Circulan como quieren por donde  quieren (banquetas incluidas);  sin luces, sin respeto al sentido de calles y avenidas y siempre con una actitud jactanciosa cuyo fin, por desgracia, es a veces una “bici fantasma” (esto es un amasijo de tubos y varillas colgado de un  poste en memoria de un accidente fatal).

No basta colocarse un casco de relativa resistencia. Valdría la pena comprender y no salir de noche, en cualquier esquina en sentido contrario como una saeta desafiante cuyo conductor siempre es diestro en mostrar el dedo medio cuando alguien le suena un bocinazo.

Otra plaga son los limpiadores de parabrisas en las esquinas más concurridas de la ciudad. Dotados de jergas sucias y trapos mugrientos, con “mechudos” grasosos de evidente cochambre, “piden piso”  a quien pasa por ahí. Son como los “Ayotzipapos” en la carretera de Acapulco. Menos beligerantes, pero en el fondo, cobradores del derecho de paso o de semáforo.
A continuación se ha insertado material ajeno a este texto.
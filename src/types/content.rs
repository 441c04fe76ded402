use std::collections::HashSet;

use serde::{Deserialize, Serialize};
use serde_json::{Map, Value};

use crate::error::{Error, Result};

/// Deepest nesting accepted for a block tree.
pub const MAX_BLOCK_DEPTH: usize = 32;

/// Free-form page properties, stored as a JSON object.
pub type Properties = Map<String, Value>;

/// A typed, recursively nestable unit of page content.
#[derive(Debug, Clone, PartialEq, Serialize, Deserialize)]
pub struct ContentBlock {
    pub id: String,
    #[serde(rename = "type")]
    pub kind: String,
    pub data: Map<String, Value>,
    #[serde(default, skip_serializing_if = "Option::is_none")]
    pub children: Option<Vec<ContentBlock>>,
}

impl ContentBlock {
    pub fn new(id: impl Into<String>, kind: impl Into<String>) -> Self {
        Self {
            id: id.into(),
            kind: kind.into(),
            data: Map::new(),
            children: None,
        }
    }

    #[must_use]
    pub fn with_data(mut self, key: impl Into<String>, value: impl Into<Value>) -> Self {
        self.data.insert(key.into(), value.into());
        self
    }

    #[must_use]
    pub fn with_children(mut self, children: Vec<ContentBlock>) -> Self {
        self.children = Some(children);
        self
    }
}

/// Checks the shape of a block tree before it is persisted.
///
/// Every block needs a non-empty id and type, ids must be unique across the
/// whole tree, and nesting may not exceed [`MAX_BLOCK_DEPTH`].
pub fn validate_blocks(blocks: &[ContentBlock]) -> Result<()> {
    let mut seen = HashSet::new();
    let mut stack: Vec<(&ContentBlock, usize)> = blocks.iter().map(|b| (b, 1)).collect();

    while let Some((block, depth)) = stack.pop() {
        if depth > MAX_BLOCK_DEPTH {
            return Err(Error::validation(format!(
                "content blocks cannot nest deeper than {MAX_BLOCK_DEPTH} levels"
            )));
        }
        if block.id.trim().is_empty() {
            return Err(Error::validation("content block id cannot be empty"));
        }
        if block.kind.trim().is_empty() {
            return Err(Error::validation(format!(
                "content block '{}' has an empty type",
                block.id
            )));
        }
        if !seen.insert(block.id.as_str()) {
            return Err(Error::validation(format!(
                "duplicate content block id '{}'",
                block.id
            )));
        }
        if let Some(children) = &block.children {
            stack.extend(children.iter().map(|c| (c, depth + 1)));
        }
    }

    Ok(())
}

/// Parses untrusted JSON into a validated block tree.
pub fn parse_blocks(value: Value) -> Result<Vec<ContentBlock>> {
    let blocks: Vec<ContentBlock> = serde_json::from_value(value)
        .map_err(|e| Error::validation(format!("malformed content: {e}")))?;
    validate_blocks(&blocks)?;
    Ok(blocks)
}

#[cfg(test)]
mod tests {
    use super::*;
    use serde_json::json;

    #[test]
    fn test_parse_nested_blocks() {
        let blocks = parse_blocks(json!([
            {"id": "a", "type": "heading", "data": {"text": "Intro", "level": 1}},
            {"id": "b", "type": "list", "data": {}, "children": [
                {"id": "c", "type": "item", "data": {"text": "one"}}
            ]}
        ]))
        .unwrap();

        assert_eq!(blocks.len(), 2);
        assert_eq!(blocks[0].kind, "heading");
        assert_eq!(blocks[1].children.as_ref().unwrap()[0].id, "c");
    }

    #[test]
    fn test_rejects_non_object_data() {
        let err = parse_blocks(json!([{"id": "a", "type": "p", "data": "text"}])).unwrap_err();
        assert!(matches!(err, Error::Validation(_)));
    }

    #[test]
    fn test_rejects_missing_type() {
        assert!(parse_blocks(json!([{"id": "a", "data": {}}])).is_err());
    }

    #[test]
    fn test_rejects_duplicate_ids_across_levels() {
        let blocks = vec![
            ContentBlock::new("a", "list")
                .with_children(vec![ContentBlock::new("a", "item")]),
        ];
        assert!(matches!(validate_blocks(&blocks), Err(Error::Validation(_))));
    }

    #[test]
    fn test_rejects_empty_id_and_type() {
        assert!(validate_blocks(&[ContentBlock::new("", "p")]).is_err());
        assert!(validate_blocks(&[ContentBlock::new("x", " ")]).is_err());
    }

    #[test]
    fn test_depth_limit() {
        let mut block = ContentBlock::new("leaf", "p");
        for i in 0..MAX_BLOCK_DEPTH {
            block = ContentBlock::new(format!("n{i}"), "group").with_children(vec![block]);
        }
        assert!(validate_blocks(&[block]).is_err());
    }

    #[test]
    fn test_serializes_type_tag_and_omits_missing_children() {
        let block = ContentBlock::new("a", "paragraph").with_data("text", "hi");
        let value = serde_json::to_value(&block).unwrap();
        assert_eq!(value, json!({"id": "a", "type": "paragraph", "data": {"text": "hi"}}));
    }
}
Una calamidad más son los autos de escoltas y guaruras y los blindados del acarreo de valores. Son temibles por su grosería infinita y su creencia de ser amos de todo sendero urbano. Son como Atila, pues por donde ellos ruedan nadie debería pasar.

Son tan temibles como las señoras de “narco-camioneta”. Ver a una de ellas de frente es imaginarse un tanque en Stalingrado. Todopoderosas desde la altura de su troca de trailero coahuilense, obligan  a medio mundo a quitarse de la ruta antes de ser víctima del “laminazo” abrumador.

Y hay más cosas, pero por ahora, dejemos así este dolido recuento.